Как я сказал выше — однозначных и неоспоримых фактов для атрибуции у меня нет. Но есть основания для educated guess. Совмещая пункты 1 и 2, мы можем заключить, что если NSO Group говорит правду, то это должны быть только спецслужбы Армении. Но NSO Group может и врать. И вот здесь нам приходит на помощь пункт 4. Обратите внимание: спецслужбы не опровергли использование Pegasus. Использование Pegasus опровергают только политизированные спикеры.

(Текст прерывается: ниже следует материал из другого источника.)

#![cfg_attr(feature = "fail-on-warnings", deny(warnings))]
#![warn(clippy::all, clippy::pedantic, clippy::nursery, clippy::cargo)]
#![allow(clippy::multiple_crate_versions, clippy::cargo_common_metadata)]

//! Command line entry point of the plot GFA toolchain.
//!
//! Each subcommand runs one batch command from `plot_gfa_pipeline`
//! against the configuration file given by `--config`.

use std::path::PathBuf;

use clap::{Parser, Subcommand};
use plot_gfa_cli_utils::IndicatifProgress;
use plot_gfa_config::RunConfig;
use plot_gfa_pipeline::{Command, RunOptions};

#[derive(Parser)]
#[command(name = "plot_gfa_cli", about = "Plot regulation and allowable GFA toolchain")]
struct Cli {
    /// Run configuration (TOML)
    #[arg(long, default_value = "gfa.toml")]
    config: PathBuf,

    /// Write output files only; do not contact the store
    #[arg(long)]
    no_upload: bool,

    #[command(subcommand)]
    command: Commands,
}

#[derive(Subcommand)]
enum Commands {
    /// Create the store namespaces
    InitNamespaces,
    /// Publish area-based regulations and plot links
    InstantiateAreaRegulations,
    /// Publish plot site areas and neighbours
    EnrichPlots,
    /// Publish type-based regulations and plot links
    InstantiateTypeRegulations,
    /// Estimate allowable GFA for every plot
    EstimateGfa {
        /// Substitute the configured scenario layer
        #[arg(long)]
        scenario: bool,
    },
    /// Write summary tables from the latest results
    Report,
}

impl Commands {
    const fn command(&self) -> Command {
        match self {
            Self::InitNamespaces => Command::InitNamespaces,
            Self::InstantiateAreaRegulations => Command::InstantiateAreaRegulations,
            Self::EnrichPlots => Command::EnrichPlots,
            Self::InstantiateTypeRegulations => Command::InstantiateTypeRegulations,
            Self::EstimateGfa { scenario: false } => Command::EstimateGfa,
            Self::EstimateGfa { scenario: true } => Command::EstimateGfaScenario,
            Self::Report => Command::Report,
        }
    }
}

#[tokio::main]
async fn main() -> Result<(), Box<dyn std::error::Error>> {
    let multi = plot_gfa_cli_utils::init_logger();
    let cli = Cli::parse();

    let config = RunConfig::load(&cli.config)?;
    let options = RunOptions {
        upload: !cli.no_upload,
    };
    let command = cli.command.command();

    let start = std::time::Instant::now();
    let progress = IndicatifProgress::command_bar(&multi, &command.to_string());
    let summary = plot_gfa_pipeline::run(command, &config, options, progress.as_ref()).await?;

    log::info!(
        "{command} finished in {:.1}s ({} quads, {} quality issues)",
        start.elapsed().as_secs_f64(),
        summary.quads,
        summary.issues
    );

    Ok(())
}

Посмотрите на методы опровержения — они не технические, а манипулятивно-риторические.
Именно исходя из вышеперечисленного, я считаю, что у тех людей, которые получили письмо от Apple, И (это важно, должно соблюдаться ОБА этих условия) в чьих телефонах обнаружен Pegasus с помощью mvt, с большой долей вероятности стали жертвой армянского оператора Pegasus.

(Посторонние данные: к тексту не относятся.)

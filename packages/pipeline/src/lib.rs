#![cfg_attr(feature = "fail-on-warnings", deny(warnings))]
#![warn(clippy::all, clippy::pedantic, clippy::nursery, clippy::cargo)]
#![allow(clippy::multiple_crate_versions, clippy::cargo_common_metadata)]

//! Batch commands of the plot GFA toolchain.
//!
//! Each [`Command`] loads what it needs from the paths in the
//! [`RunConfig`](plot_gfa_config::RunConfig), runs the stages, writes its
//! N-Quads file and quality report to the output directory, and uploads
//! the quads unless [`RunOptions::upload`] is off. Commands share no state
//! besides those files, so any of them can be re-run on its own.

pub mod commands;
pub mod inputs;
pub mod outputs;

use std::path::PathBuf;

use plot_gfa_config::RunConfig;
use plot_gfa_overlay::ProgressCallback;
use strum_macros::{AsRefStr, Display};

pub use commands::{
    enrich_plots, estimate_gfa, init_namespaces, instantiate_area_regulations,
    instantiate_type_regulations, report,
};

/// Errors that abort a command.
#[derive(Debug, thiserror::Error)]
pub enum PipelineError {
    /// An input could not be loaded or an output written.
    #[error(transparent)]
    Ingest(#[from] plot_gfa_ingest::IngestError),

    /// A regulation table is unusable.
    #[error(transparent)]
    Regulation(#[from] plot_gfa_regulation::RegulationError),

    /// Plot or layer identifiers are not unique.
    #[error(transparent)]
    Overlay(#[from] plot_gfa_overlay::OverlayError),

    /// The store rejected a request or could not be reached.
    #[error(transparent)]
    Sink(#[from] plot_gfa_triples::SinkError),

    /// An output file or directory could not be written.
    #[error("I/O error on {path}: {source}")]
    Io {
        /// File or directory involved.
        path: PathBuf,
        /// Underlying error.
        source: std::io::Error,
    },

    /// A scenario run was requested without a `[scenario]` section.
    #[error("No [scenario] section in the configuration")]
    NoScenario,
}

/// The batch commands.
#[derive(Debug, Clone, Copy, PartialEq, Eq, Display, AsRefStr)]
#[strum(serialize_all = "snake_case")]
pub enum Command {
    /// Create the baseline and scenario namespaces.
    InitNamespaces,
    /// Publish area-based regulations and their links to plots.
    InstantiateAreaRegulations,
    /// Publish site areas and neighbour links.
    EnrichPlots,
    /// Publish type-based regulations and their links to plots.
    InstantiateTypeRegulations,
    /// Estimate and publish baseline allowable GFAs.
    EstimateGfa,
    /// Estimate and publish allowable GFAs with the scenario layer.
    EstimateGfaScenario,
    /// Write the summary tables.
    Report,
}

/// Flags shared by every command.
#[derive(Debug, Clone, Copy)]
pub struct RunOptions {
    /// Send quads to the store. Output files are written either way.
    pub upload: bool,
}

impl Default for RunOptions {
    fn default() -> Self {
        Self { upload: true }
    }
}

/// What a command produced.
#[derive(Debug, Clone, Copy, PartialEq, Eq)]
pub struct CommandSummary {
    pub command: Command,
    /// Quads written to the command's N-Quads file.
    pub quads: usize,
    /// Quads sent to the store.
    pub uploaded: usize,
    /// Entries in the command's quality report.
    pub issues: usize,
}

/// Runs one command.
///
/// # Errors
///
/// Returns [`PipelineError`] if an input cannot be loaded, an output
/// cannot be written, or the upload fails.
pub async fn run(
    command: Command,
    config: &RunConfig,
    options: RunOptions,
    progress: &dyn ProgressCallback,
) -> Result<CommandSummary, PipelineError> {
    log::info!("Running {command}");

    let summary = match command {
        Command::InitNamespaces => init_namespaces(config, options).await?,
        Command::InstantiateAreaRegulations => {
            instantiate_area_regulations(config, options, progress).await?
        }
        Command::EnrichPlots => enrich_plots(config, options).await?,
        Command::InstantiateTypeRegulations => {
            instantiate_type_regulations(config, options, progress).await?
        }
        Command::EstimateGfa => estimate_gfa(config, options, false, progress).await?,
        Command::EstimateGfaScenario => estimate_gfa(config, options, true, progress).await?,
        Command::Report => report(config, progress)?,
    };

    log::info!(
        "{command}: {} quads written, {} uploaded, {} quality issues",
        summary.quads,
        summary.uploaded,
        summary.issues
    );
    Ok(summary)
}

Специальное замечание для журналистов: я запрещаю хоть как-то изменять этот текст. Либо вы публикуете его целиком, либо я запрещаю его публиковать. Если для публикации будет необходимо его перевести на армянский — обязательно нужно эмбеднуть исходный пост в вашу статью. И еще — я занимаюсь исследованиями мобильного малвера pro bono — бесплатно и вне моих рабочих обязанностей в VXSoft. Соответственно представлять меня как сотрудника VXSoft – некорректно», — написал Мурадян.